Every line below that holds the string "display" should be copied out.

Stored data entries
========
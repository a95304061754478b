//! File logging for the terminal UI.
//!
//! The TUI owns stdout, so log output goes to a per-run file only.
use std::path::{Path, PathBuf};

use anyhow::{Context, Result};
use tracing_appender::non_blocking::WorkerGuard;
use tracing_subscriber::{EnvFilter, layer::SubscriberExt, util::SubscriberInitExt};

/// Installs the global subscriber writing to `<log_dir>/<run>.log`.
///
/// The returned guard flushes buffered lines when dropped; keep it alive for
/// the whole run.
pub fn setup_logging(log_dir: &Path) -> Result<(WorkerGuard, PathBuf)> {
    std::fs::create_dir_all(log_dir)
        .with_context(|| format!("failed to create log directory {}", log_dir.display()))?;

    let file_name = format!("ticktracker-{}.log", chrono::Local::now().format("%Y%m%d-%H%M%S"));
    let file_appender = tracing_appender::rolling::never(log_dir, &file_name);
    let (non_blocking_file, guard) = tracing_appender::non_blocking(file_appender);

    let env_filter =
        EnvFilter::try_from_default_env().unwrap_or_else(|_| EnvFilter::new("info"));

    let file_layer = tracing_subscriber::fmt::layer()
        .with_writer(non_blocking_file)
        .with_ansi(false);

    tracing_subscriber::registry()
        .with(env_filter)
        .with(file_layer)
        .try_init()
        .context("logging already initialised")?;

    let path = log_dir.join(file_name);
    tracing::info!("Log file: {}", path.display());
    Ok((guard, path))
}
========
SOLUTION FOR THIS EXERCISE
        .with_context(|| format!("failed to create log directory {}", log_dir.display()))?;
    tracing::info!("Log file: {}", path.display());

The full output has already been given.